Les Écritures sont une nourriture solide et copieuse où l’on peut trouver des sources d’apaisement, de sérénité et de fraternité pourvu qu’on ne les lise pas au pied de la lettre sans quoi on aura vite une boucherie, on débitera de l’humain en morceaux kascher, maigres ou halal au choix ! Parfois je me demande s’il y a un rapport entre Dieu et la religion, beaucoup de gens se disent croyants mais ils n’observent ni les canons, ni les mandements ni les coutumes d’aucune organisation religieuse.
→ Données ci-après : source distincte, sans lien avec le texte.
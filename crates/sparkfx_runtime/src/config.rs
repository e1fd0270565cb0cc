//! # Runtime Configuration
//!
//! Loaded once at startup, usually from TOML:
//!
//! ```toml
//! seed = 42              # omit for entropy
//! delay_mode = "absolute" # or "per_tick"
//! max_instances = 256
//! max_delta = 4.0       # optional; omit to pass deltas through
//! ```

use std::path::Path;

use serde::Deserialize;
use sparkfx_core::DelayMode;

use crate::error::{RuntimeError, RuntimeResult};

/// Default cap on simultaneously active instances.
pub const DEFAULT_MAX_INSTANCES: usize = 256;

/// Configuration for a [`Runtime`](crate::Runtime).
#[derive(Debug, Clone, PartialEq, Deserialize)]
#[serde(default, deny_unknown_fields)]
pub struct RuntimeConfig {
    /// Seed for the random source; `None` draws one from the OS.
    pub seed: Option<u64>,
    /// How particle delays are interpreted.
    pub delay_mode: DelayMode,
    /// Maximum simultaneously active instances.
    pub max_instances: usize,
    /// Optional cap on a single tick's delta. `None` (the default) advances
    /// particles by exactly the delta the host passes.
    pub max_delta: Option<f32>,
}

impl Default for RuntimeConfig {
    fn default() -> Self {
        Self {
            seed: None,
            delay_mode: DelayMode::Absolute,
            max_instances: DEFAULT_MAX_INSTANCES,
            max_delta: None,
        }
    }
}

impl RuntimeConfig {
    /// Default configuration with a fixed seed (reproducible runs).
    #[must_use]
    pub fn seeded(seed: u64) -> Self {
        Self {
            seed: Some(seed),
            ..Self::default()
        }
    }

    /// Sets the delay mode.
    #[must_use]
    pub const fn with_delay_mode(mut self, mode: DelayMode) -> Self {
        self.delay_mode = mode;
        self
    }

    /// Sets the instance cap.
    #[must_use]
    pub const fn with_max_instances(mut self, max: usize) -> Self {
        self.max_instances = max;
        self
    }

    /// Caps each tick's delta at `max`.
    #[must_use]
    pub const fn with_max_delta(mut self, max: f32) -> Self {
        self.max_delta = Some(max);
        self
    }

    /// Parses and validates a TOML document.
    ///
    /// # Errors
    ///
    /// Returns [`RuntimeError::InvalidConfig`] on syntax errors, unknown keys,
    /// or out-of-range values.
    pub fn from_toml_str(source: &str) -> RuntimeResult<Self> {
        let config: Self =
            toml::from_str(source).map_err(|e| RuntimeError::InvalidConfig(e.to_string()))?;
        config.validate()?;
        Ok(config)
    }

    /// Reads, parses and validates a TOML file.
    ///
    /// # Errors
    ///
    /// Returns [`RuntimeError::Io`] if the file cannot be read, otherwise as
    /// [`RuntimeConfig::from_toml_str`].
    pub fn from_toml_file(path: impl AsRef<Path>) -> RuntimeResult<Self> {
        let path = path.as_ref();
        let source = std::fs::read_to_string(path)?;
        let config = Self::from_toml_str(&source)?;
        tracing::info!("Loaded runtime config from {}", path.display());
        Ok(config)
    }

    /// Checks value ranges.
    ///
    /// # Errors
    ///
    /// Returns [`RuntimeError::InvalidConfig`] if `max_instances` is zero or
    /// a configured `max_delta` is not a positive finite number.
    pub fn validate(&self) -> RuntimeResult<()> {
        if self.max_instances == 0 {
            return Err(RuntimeError::InvalidConfig(
                "max_instances must be at least 1".to_string(),
            ));
        }
        if let Some(max) = self.max_delta {
            if !(max.is_finite() && max > 0.0) {
                return Err(RuntimeError::InvalidConfig(format!(
                    "max_delta must be positive and finite, got {max}"
                )));
            }
        }
        Ok(())
    }
}

#[cfg(test)]
mod tests {
    use super::*;

    #[test]
    fn test_parse_full_config() {
        let config = RuntimeConfig::from_toml_str(
            r#"
            seed = 7
            delay_mode = "per_tick"
            max_instances = 12
            max_delta = 2.5
            "#,
        )
        .unwrap();
        assert_eq!(config.seed, Some(7));
        assert_eq!(config.delay_mode, DelayMode::PerTick);
        assert_eq!(config.max_instances, 12);
        assert_eq!(config.max_delta, Some(2.5));
    }

    #[test]
    fn test_empty_config_is_default() {
        let config = RuntimeConfig::from_toml_str("").unwrap();
        assert_eq!(config, RuntimeConfig::default());
        assert_eq!(config.max_delta, None);
    }

    #[test]
    fn test_rejects_bad_values() {
        for source in [
            "max_instances = 0",
            "max_delta = -1.0",
            "max_delta = nan",
            "delay_mode = \"sometimes\"",
            "unknown_key = 1",
            "seed = ",
        ] {
            assert!(
                matches!(
                    RuntimeConfig::from_toml_str(source),
                    Err(RuntimeError::InvalidConfig(_))
                ),
                "{source:?} should be rejected"
            );
        }
    }

    #[test]
    fn test_missing_file_is_io_error() {
        let err = RuntimeConfig::from_toml_file("/definitely/not/here.toml").unwrap_err();
        assert!(matches!(err, RuntimeError::Io(_)));
    }
}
Pourquoi aurait-on besoin d’une déité quelconque pour croire en la vie après la mort et pour pratiquer une spiritualité profonde ? Nous architecturons nous-mêmes notre Enfer en nous laissant saccager par nos inquiétudes, par nos phobies, par nos colères, par nos insatisfactions et par nos tristesses que nous laissons s’agglomérer en haine, en jalousies, en mépris. Tout cela forme un terreau idéal pour que notre capacité de nuisance se développe dans son abjecte splendeur… La seule géhenne c’est le feu intérieur des mauvais sentiments qui nous consume.